Part 1: Techniques for Drying Out Oil-Filled Transformers While Still In-Service

By Michel Bélanger

When it becomes necessary to dry out a transformer, several procedures are available. This 2-part article presents you with a technique that allows for the extraction of water from the windings while the equipment is in service.

OVERVIEW
Transformer Construction

The basic insulating materials used in the majority of power transformers are mineral oil and cellulose (KRAFT paper) based products.

When the cellulose is adequately impregnated with oil, it offers the user a material with insulating and mechanical properties of remarkable suppleness.

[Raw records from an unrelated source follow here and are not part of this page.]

//! Supervision of the dependent processes started during provisioning.
//!
//! A `ProcessHandle` moves through
//! `Starting → Ready → Stopping → Stopped`, or `Starting → Failed` when the
//! readiness window runs out. Only a successful `wait_ready` makes the process
//! usable; a spawned child may still be initializing.
//!
//! Children are placed in their own process group, so a signal aimed at the
//! orchestrator does not reach them, and stop/terminate signals reach the
//! whole group (e.g. a wrapper script and the daemon it launched).

use std::path::PathBuf;
use std::process::{Child, Stdio};
use std::str::FromStr;
use std::thread::sleep;
use std::time::{Duration, Instant};

use nix::errno::Errno;
use nix::sys::signal::{killpg, Signal};
use nix::unistd::Pid;
use serde::{Deserialize, Serialize};
use std::os::unix::process::CommandExt;
use tracing::{debug, info, warn};

use crate::config::CommandLine;
use crate::error::{ProvisionError, Result};
use crate::runner::{self, describe_status};

/// How long a terminated child gets to exit before SIGKILL.
const TERMINATE_GRACE: Duration = Duration::from_secs(10);
const TERMINATE_POLL: Duration = Duration::from_millis(50);

// ---------------------------------------------------------------------------
// Readiness
// ---------------------------------------------------------------------------

/// Bounded polling window: `attempts` probes, `interval` apart.
#[derive(Debug, Clone, Copy, PartialEq, Eq, Serialize, Deserialize)]
pub struct Readiness {
    #[serde(default = "default_attempts")]
    pub attempts: u32,
    #[serde(default = "default_interval_ms")]
    pub interval_ms: u64,
}

fn default_attempts() -> u32 {
    10
}

fn default_interval_ms() -> u64 {
    500
}

impl Readiness {
    pub const fn new(attempts: u32, interval_ms: u64) -> Self {
        Self {
            attempts,
            interval_ms,
        }
    }

    pub fn interval(&self) -> Duration {
        Duration::from_millis(self.interval_ms)
    }
}

// ---------------------------------------------------------------------------
// Probes
// ---------------------------------------------------------------------------

/// A side-effect-free check that a dependent process is serving.
pub trait ReadinessProbe {
    fn check(&self) -> bool;
}

impl<F> ReadinessProbe for F
where
    F: Fn() -> bool,
{
    fn check(&self) -> bool {
        self()
    }
}

/// Ready when a command exits zero (e.g. `mysqladmin ping`).
#[derive(Debug, Clone)]
pub struct CommandProbe {
    command: CommandLine,
    args: Vec<String>,
}

impl CommandProbe {
    pub fn new(command: CommandLine) -> Self {
        Self {
            command,
            args: Vec::new(),
        }
    }

    pub fn with_args<I, S>(mut self, args: I) -> Self
    where
        I: IntoIterator<Item = S>,
        S: Into<String>,
    {
        self.args.extend(args.into_iter().map(Into::into));
        self
    }
}

impl ReadinessProbe for CommandProbe {
    fn check(&self) -> bool {
        match self.command.to_command() {
            Ok(mut cmd) => {
                cmd.args(&self.args);
                runner::succeeds(&mut cmd)
            }
            Err(e) => {
                debug!(probe = %self.command, error = %e, "probe unavailable");
                false
            }
        }
    }
}

// ---------------------------------------------------------------------------
// ProcessSpec
// ---------------------------------------------------------------------------

/// How a ready process is asked to shut down.
#[derive(Debug, Clone)]
pub enum StopMethod {
    /// Send this signal to the process group.
    Signal(Signal),
    /// Run an administrative command (e.g. `mysqladmin shutdown`).
    Command(CommandLine),
}

#[derive(Debug, Clone)]
pub struct ProcessSpec {
    pub name: String,
    pub command: CommandLine,
    /// Appended after the command line's own arguments.
    pub args: Vec<String>,
    pub cwd: Option<PathBuf>,
    pub stop: StopMethod,
}

/// Accepts `SIGINT` or `INT`.
pub fn parse_signal(name: &str) -> Result<Signal> {
    let full = if name.starts_with("SIG") {
        name.to_string()
    } else {
        format!("SIG{name}")
    };
    Signal::from_str(&full).map_err(|_| ProvisionError::InvalidSignal(name.to_string()))
}

// ---------------------------------------------------------------------------
// ProcessHandle
// ---------------------------------------------------------------------------

#[derive(Debug, Clone, Copy, PartialEq, Eq)]
pub enum ProcState {
    Starting,
    Ready,
    Stopping,
    Stopped,
    Failed,
}

pub struct ProcessHandle {
    name: String,
    child: Child,
    stop: StopMethod,
    state: ProcState,
}

impl ProcessHandle {
    /// Launch `spec` in a new process group. Does not wait for readiness.
    pub fn start(spec: &ProcessSpec) -> Result<Self> {
        let mut cmd = spec.command.to_command()?;
        cmd.args(&spec.args).stdin(Stdio::null()).process_group(0);
        if let Some(cwd) = &spec.cwd {
            cmd.current_dir(cwd);
        }
        let child = cmd.spawn().map_err(|e| {
            if e.kind() == std::io::ErrorKind::NotFound {
                ProvisionError::ToolNotFound(spec.command.program().to_string())
            } else {
                ProvisionError::Io(e)
            }
        })?;
        info!(name = %spec.name, pid = child.id(), "started");
        Ok(Self {
            name: spec.name.clone(),
            child,
            stop: spec.stop.clone(),
            state: ProcState::Starting,
        })
    }

    pub fn name(&self) -> &str {
        &self.name
    }

    pub fn pid(&self) -> u32 {
        self.child.id()
    }

    pub fn state(&self) -> ProcState {
        self.state
    }

    /// Poll `probe` until it passes or the window is exhausted.
    ///
    /// On exhaustion the process is terminated (and reaped) before
    /// `ReadinessTimeout` is returned. A child that exits while being polled
    /// fails immediately with `ProcessExited`; whatever it left behind in its
    /// process group is terminated first.
    pub fn wait_ready(&mut self, probe: &dyn ReadinessProbe, readiness: &Readiness) -> Result<()> {
        for attempt in 1..=readiness.attempts {
            if let Some(status) = self.child.try_wait()? {
                let status = describe_status(status);
                warn!(name = %self.name, %status, "exited before becoming ready");
                self.terminate();
                self.state = ProcState::Failed;
                return Err(ProvisionError::ProcessExited {
                    name: self.name.clone(),
                    status,
                });
            }
            if probe.check() {
                self.state = ProcState::Ready;
                info!(name = %self.name, attempt, "ready");
                return Ok(());
            }
            debug!(name = %self.name, attempt, "not ready yet");
            if attempt < readiness.attempts {
                sleep(readiness.interval());
            }
        }

        warn!(
            name = %self.name,
            attempts = readiness.attempts,
            "did not become ready; terminating"
        );
        self.terminate();
        self.state = ProcState::Failed;
        Err(ProvisionError::ReadinessTimeout {
            name: self.name.clone(),
            attempts: readiness.attempts,
        })
    }

    /// Ask the process to shut down gracefully and wait for it to exit.
    pub fn stop(mut self) -> Result<()> {
        self.shutdown()
    }

    fn shutdown(&mut self) -> Result<()> {
        if matches!(self.state, ProcState::Stopped | ProcState::Failed) {
            return Ok(());
        }
        self.state = ProcState::Stopping;
        info!(name = %self.name, "stopping");
        match &self.stop {
            StopMethod::Signal(sig) => self.signal_group(*sig)?,
            StopMethod::Command(line) => {
                let mut cmd = line.to_command()?;
                runner::run_checked(&mut cmd, &line.display_name())?;
            }
        }
        let status = self.child.wait()?;
        self.state = ProcState::Stopped;
        info!(name = %self.name, status = %describe_status(status), "stopped");
        Ok(())
    }

    /// SIGTERM the group, escalate to SIGKILL after the grace period, reap.
    ///
    /// Works on the group rather than the direct child: a wrapper that has
    /// already exited may have left its daemon behind, and the group id stays
    /// valid while any member remains.
    fn terminate(&mut self) {
        if let Err(e) = self.signal_group(Signal::SIGTERM) {
            warn!(name = %self.name, error = %e, "SIGTERM failed");
        }
        let deadline = Instant::now() + TERMINATE_GRACE;
        while Instant::now() < deadline {
            // Reap the leader first; a zombie still counts as a group member.
            let _ = self.child.try_wait();
            if !self.group_alive() {
                return;
            }
            sleep(TERMINATE_POLL);
        }
        warn!(name = %self.name, "still running after SIGTERM; killing");
        let _ = self.signal_group(Signal::SIGKILL);
        let _ = self.child.kill();
        let _ = self.child.wait();
    }

    fn pgid(&self) -> Pid {
        #[allow(clippy::cast_possible_wrap)]
        Pid::from_raw(self.child.id() as i32)
    }

    fn group_alive(&self) -> bool {
        killpg(self.pgid(), None).is_ok()
    }

    fn signal_group(&self, sig: Signal) -> Result<()> {
        match killpg(self.pgid(), sig) {
            Ok(()) | Err(Errno::ESRCH) => Ok(()),
            Err(e) => Err(ProvisionError::Io(e.into())),
        }
    }
}

impl Drop for ProcessHandle {
    fn drop(&mut self) {
        match self.state {
            ProcState::Starting | ProcState::Ready => {
                warn!(name = %self.name, "handle dropped while running; stopping");
                if let Err(e) = self.shutdown() {
                    warn!(name = %self.name, error = %e, "graceful stop failed; terminating");
                    self.terminate();
                }
            }
            ProcState::Stopping => self.terminate(),
            ProcState::Stopped | ProcState::Failed => {}
        }
    }
}

// ---------------------------------------------------------------------------
// Scoped acquisition
// ---------------------------------------------------------------------------

/// Start `spec`, wait until ready, run `f`, then stop the process whatever
/// `f` returned. An error from `f` wins over an error from stopping.
pub fn supervised<T, F>(
    spec: &ProcessSpec,
    probe: &dyn ReadinessProbe,
    readiness: &Readiness,
    f: F,
) -> Result<T>
where
    F: FnOnce(&ProcessHandle) -> Result<T>,
{
    let mut handle = ProcessHandle::start(spec)?;
    handle.wait_ready(probe, readiness)?;
    let result = f(&handle);
    let stopped = handle.stop();
    match (result, stopped) {
        (Ok(value), Ok(())) => Ok(value),
        (Ok(_), Err(e)) => Err(e),
        (Err(e), Ok(())) => Err(e),
        (Err(e), Err(stop_err)) => {
            warn!(name = %spec.name, error = %stop_err, "stop failed after earlier error");
            Err(e)
        }
    }
}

The ready supply of cellulose and mineral oil has, therefore, made these the materials of choice for nearly a century. It is harder to find good quality crude oil since 1970 and industry in general is pushed to optimise its assets. As a result, more emphasis is put on preventive oil and paper maintenance.

Referring to Figure 1, the characteristics of insulation A depend on the properties of the oil, where as insulation B and C depend on a combination of the properties of the oil and cellulose. When the cellulose in B and C have degraded, the basic impulse level (BIL) and short circuit endurance are affected negatively and increase the risk of failure of the transformer.

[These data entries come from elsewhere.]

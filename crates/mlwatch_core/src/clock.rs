//! Wall-clock abstraction for record timestamps.

use parking_lot::RwLock;
use std::fmt;
use std::time::{Duration, SystemTime, UNIX_EPOCH};

/// Source of record timestamps.
pub trait Clock: Send + Sync + fmt::Debug {
    /// Seconds since the Unix epoch.
    fn now(&self) -> f64;
}

/// The operating system clock.
#[derive(Debug, Clone, Copy, Default)]
pub struct SystemClock;

impl Clock for SystemClock {
    fn now(&self) -> f64 {
        // A clock set before 1970 yields 0 rather than failing the write.
        SystemTime::now()
            .duration_since(UNIX_EPOCH)
            .map(|d| d.as_secs_f64())
            .unwrap_or(0.0)
    }
}

/// A manually driven clock for tests.
#[derive(Debug)]
pub struct MockClock {
    now: RwLock<f64>,
}

impl MockClock {
    /// Creates a clock frozen at `seconds`.
    pub fn with_time(seconds: f64) -> Self {
        Self {
            now: RwLock::new(seconds),
        }
    }

    /// Moves the clock forward.
    pub fn advance(&self, duration: Duration) {
        *self.now.write() += duration.as_secs_f64();
    }

    /// Sets the current time.
    pub fn set_time(&self, seconds: f64) {
        *self.now.write() = seconds;
    }
}

impl Clock for MockClock {
    fn now(&self) -> f64 {
        *self.now.read()
    }
}

#[cfg(test)]
mod tests {
    use super::*;

    #[test]
    fn system_clock_is_recent() {
        // 2020-01-01
        assert!(SystemClock.now() > 1_577_836_800.0);
    }

    #[test]
    fn mock_clock_advances() {
        let clock = MockClock::with_time(100.0);
        clock.advance(Duration::from_millis(250));
        assert_eq!(clock.now(), 100.25);
        clock.set_time(5.0);
        assert_eq!(clock.now(), 5.0);
    }
}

Figure 2 illustrates the use of cellulose in a transformer insulating system. In this system, the cellulose serves two purposes: as a structural element, such as the tubes on which the primary and the secondary coils are wound and as an insulant, such as the paper wrapping each conductor.

Often, the coil turns are composed of several wires in parallel. Wrappings of two or three rows of paper 2-3 mm thick isolate each conductor. See Figure 3 for more details of the insulation.

Even if the use of cellulose necessitates maintenance, the combination of oil-cellulose, for the most part, is a reliable and economic insulant. Still, manufacturers are looking for a combination of materials that would be more stable at higher temperatures. Aramid paper (NOMEX¨) seems to be a promising material that could be used in a hybrid insulating system.

This system would use the aramid paper in the hottest areas of the windings with the cellulose used everywhere else. Real cases have shown the applicability of this technique [9].

Cellulose Insulation -- the Weakest Link in the Transformer
The weakest link of any transformer insulation system is the cellulose. In the majority of cases, the failure of a transformer is related to an insulation breakdown, and the reason for the failure is usually mechanical -- under the stress of physical forces, the insulation gives way.

The adjacent surfaces of the spires have to support high mechanical stress. This physical stress comes principally from continuous vibrations and short-circuits. Under the effect of a short-circuit, windings undergo enormous pressure. These forces cause vibrations in all parts of the windings.

If the cellulose is in good condition, the insulation will support the effect of mechanical stress, if not, the latter will be damaged or destroyed, causing a latent default or a transformer failure.

In general, when the insulation is damaged, the transformer has reached the end of its useful life. A rewind then becomes necessary.

Insulation Controls Transformer Life Span
Practically speaking, the life span of the transformer is really the life span of the cellulose insulation. Cellulose cannot be restored to new without a complete repair, unlike the oil which can be replaced as needed.

Survey statistics reveal a lot on this subject. Let's take the data from two survey cases [3][4]. Both surveys conclude that the insulation is involved in a majority of cases of transformer failure.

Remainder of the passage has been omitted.